Sentenza Sentenza Cassazione Civile n. 27274 del 30/11/2020

Cassazione civile sez. I, 30/11/2020, (ud. 13/10/2020, dep. 30/11/2020), n.27274

LA CORTE SUPREMA DI CASSAZIONE

SEZIONE PRIMA CIVILE

Composta dagli Ill.mi Sigg.ri Magistrati:

Dott. GENOVESE Francesco Antonio – Presidente –

Dott. SCOTTI Umberto Luigi Cesare – Consigliere –

Dott. ACIERNO Maria – Consigliere –

Dott. IOFRIDA Giulia – Consigliere –

Dott. AMATORE Roberto – rel. Consigliere –

ha pronunciato la seguente:

ORDINANZA

sul ricorso n. 8220-2019 r.g. proposto da:

S.B., (cod. fisc. (OMISSIS)), rappresentato e difeso, giusta

procura speciale apposta in calce al ricorso, dall’Avvocato Marco

Ugo Melano, presso il cui studio è elettivamente domiciliato in

Torino, Corso Lione n. 72;

– ricorrente –

contro

MINISTERO DELL’INTERNO, (cod. fisc. (OMISSIS)), in persona del legale

rappresentante pro tempore il Ministro;

– intimato –

avverso il decreto del Tribunale di Torino, depositato in data

4.2.2019;

udita la relazione della causa svolta nella camera di consiglio del

13/10/2020 dal Consigliere Dott. Roberto Amatore.

 

Fatto

RILEVATO

CHE:

1. Con il decreto impugnato il Tribunale di Torino ha respinto la domanda di protezione internazionale ed umanitaria avanzata da S.B., cittadino del (OMISSIS), dopo il diniego di tutela da parte della locale commissione territoriale, confermando, pertanto, il provvedimento reso in sede amministrativa.
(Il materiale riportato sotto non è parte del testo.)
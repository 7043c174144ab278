use std::{
    collections::BTreeMap,
    io::ErrorKind,
    path::{Path, PathBuf},
    sync::Arc,
};

use futures::future::BoxFuture;
use tokio::{fs, sync::Mutex};
use tracing::debug;

use super::error::{FileStoreError, FileStoreResult};
use crate::dao::{preference_store::PreferenceStore, storage::StorageResult};

/// Preferences kept as one JSON object of strings on disk.
///
/// Values are cached in memory; every mutation rewrites the whole file through a
/// temporary sibling and a rename so a crash never leaves a half-written file.
#[derive(Clone)]
pub struct FileStore {
    path: Arc<Path>,
    values: Arc<Mutex<BTreeMap<String, String>>>,
}

impl FileStore {
    /// Open the store at `path`, creating its directory. A missing file starts empty.
    pub async fn open(path: impl Into<PathBuf>) -> FileStoreResult<Self> {
        let path: PathBuf = path.into();

        if let Some(parent) = path.parent().filter(|p| !p.as_os_str().is_empty()) {
            fs::create_dir_all(parent)
                .await
                .map_err(|source| FileStoreError::Write {
                    path: parent.to_path_buf(),
                    source,
                })?;
        }

        let values = match fs::read_to_string(&path).await {
            Ok(contents) if contents.trim().is_empty() => BTreeMap::new(),
            Ok(contents) => serde_json::from_str::<BTreeMap<String, String>>(&contents)
                .map_err(|source| FileStoreError::Parse {
                    path: path.clone(),
                    source,
                })?,
            Err(err) if err.kind() == ErrorKind::NotFound => BTreeMap::new(),
            Err(source) => {
                return Err(FileStoreError::Read {
                    path: path.clone(),
                    source,
                });
            }
        };

        debug!(path = %path.display(), entries = values.len(), "opened preferences file");

        Ok(Self {
            path: Arc::from(path),
            values: Arc::new(Mutex::new(values)),
        })
    }

    /// Location of the backing file.
    pub fn path(&self) -> &Path {
        &self.path
    }

    async fn get_value(&self, key: &str) -> FileStoreResult<Option<String>> {
        Ok(self.values.lock().await.get(key).cloned())
    }

    async fn mutate<F>(&self, change: F) -> FileStoreResult<()>
    where
        F: FnOnce(&mut BTreeMap<String, String>),
    {
        // Held across the write so concurrent mutations land on disk in order.
        let mut values = self.values.lock().await;
        let mut next = values.clone();
        change(&mut next);
        self.persist(&next).await?;
        *values = next;
        Ok(())
    }

    async fn persist(&self, values: &BTreeMap<String, String>) -> FileStoreResult<()> {
        let encoded = serde_json::to_string_pretty(values)
            .map_err(|source| FileStoreError::Encode { source })?;

        let mut tmp = self.path.as_os_str().to_owned();
        tmp.push(".tmp");
        let tmp = PathBuf::from(tmp);

        fs::write(&tmp, encoded)
            .await
            .map_err(|source| FileStoreError::Write {
                path: tmp.clone(),
                source,
            })?;
        fs::rename(&tmp, &self.path)
            .await
            .map_err(|source| FileStoreError::Write {
                path: self.path.to_path_buf(),
                source,
            })
    }

    async fn check_directory(&self) -> FileStoreResult<()> {
        let dir = match self.path.parent() {
            Some(parent) if !parent.as_os_str().is_empty() => parent.to_path_buf(),
            _ => PathBuf::from("."),
        };
        match fs::metadata(&dir).await {
            Ok(meta) if meta.is_dir() => Ok(()),
            _ => Err(FileStoreError::MissingDirectory { path: dir }),
        }
    }
}

impl PreferenceStore for FileStore {
    fn get(&self, key: &str) -> BoxFuture<'static, StorageResult<Option<String>>> {
        let store = self.clone();
        let key = key.to_string();
        Box::pin(async move { store.get_value(&key).await.map_err(Into::into) })
    }

    fn set(&self, key: &str, value: String) -> BoxFuture<'static, StorageResult<()>> {
        let store = self.clone();
        let key = key.to_string();
        Box::pin(async move {
            store
                .mutate(|values| {
                    values.insert(key, value);
                })
                .await
                .map_err(Into::into)
        })
    }

    fn remove(&self, key: &str) -> BoxFuture<'static, StorageResult<()>> {
        let store = self.clone();
        let key = key.to_string();
        Box::pin(async move {
            store
                .mutate(|values| {
                    values.remove(&key);
                })
                .await
                .map_err(Into::into)
        })
    }

    fn health_check(&self) -> BoxFuture<'static, StorageResult<()>> {
        let store = self.clone();
        Box::pin(async move { store.check_directory().await.map_err(Into::into) })
    }
}

#[cfg(test)]
mod tests {
    use super::*;

    fn scratch_path(name: &str) -> PathBuf {
        std::env::temp_dir()
            .join(format!("luck-center-back-{}", uuid::Uuid::new_v4().simple()))
            .join(name)
    }

    #[tokio::test]
    async fn values_survive_reopening() {
        let path = scratch_path("prefs.json");
        let store = FileStore::open(&path).await.unwrap();
        store.set("wheelNames", "[\"a\"]".into()).await.unwrap();
        store.set("luckCenter_lightMode", "true".into()).await.unwrap();
        store.remove("luckCenter_lightMode").await.unwrap();

        let reopened = FileStore::open(&path).await.unwrap();
        assert_eq!(
            reopened.get("wheelNames").await.unwrap(),
            Some("[\"a\"]".to_string())
        );
        assert_eq!(reopened.get("luckCenter_lightMode").await.unwrap(), None);
        assert!(reopened.health_check().await.is_ok());

        let _ = std::fs::remove_dir_all(path.parent().unwrap());
    }

    #[tokio::test]
    async fn corrupt_file_is_reported() {
        let path = scratch_path("prefs.json");
        std::fs::create_dir_all(path.parent().unwrap()).unwrap();
        std::fs::write(&path, "not json").unwrap();

        let err = FileStore::open(&path).await.err().unwrap();
        assert!(matches!(err, FileStoreError::Parse { .. }));

        let _ = std::fs::remove_dir_all(path.parent().unwrap());
    }

    #[tokio::test]
    async fn missing_directory_fails_health_check() {
        let path = scratch_path("prefs.json");
        let store = FileStore::open(&path).await.unwrap();
        std::fs::remove_dir_all(path.parent().unwrap()).unwrap();

        assert!(store.health_check().await.is_err());
    }
}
Il tribunale ha ricordato, in primo luogo, la vicenda personale del richiedente asilo, secondo quanto riferito da quest’ultimo; egli ha infatti narrato: i) di essere nato a (OMISSIS) (regione di (OMISSIS)); ii) di essere stato costretto a fuggire dal suo paese perchè perseguitato, per il suo culto religioso, dal padre, dopo la sua conversione all’islam, scelta quest’ultima non accettata dalla famiglia che professava invece la diversa fede cristiana. Il tribunale ha ritenuto che: a) non erano fondate le domande volte al riconoscimento dello status di rifugiato e della protezione sussidiaria, sub D.Lgs. n. 251 del 2007, art. 14, lett. a e b, in ragione della complessiva valutazione di non credibilità del racconto, che risultava, per molti aspetti, non plausibile, lacunoso e comunque contraddittorio e perchè comunque, in relazione al pericolo di violenze familiari così descritto, il richiedente ben avrebbe potuto attivare la protezione statale, denunciando alle autorità le violenze e vessazioni subite dal padre, le cui minacce non integravano neanche il paradigma del danno ingiusto di cui al D.Lgs. n. 251 del 2007, art. 14, comma 1, lett. b; b) non era fondata neanche la domanda di protezione sussidiaria D.Lgs. n. 251 del 2007, ex art. 14, lett. c, in ragione dell’assenza di un rischio-paese riferito al nord del (OMISSIS), regione di provenienza del richiedente, collegato ad un conflitto armato generalizzato; c) non poteva accordarsi tutela neanche sotto il profilo della richiesta protezione umanitaria, posto che la valutazione di non credibilità escludeva tale possibilità e perchè le condizioni di vita in (OMISSIS) non consentivano di rintracciare ragioni di soggettiva vulnerabilità in favore del richiedente.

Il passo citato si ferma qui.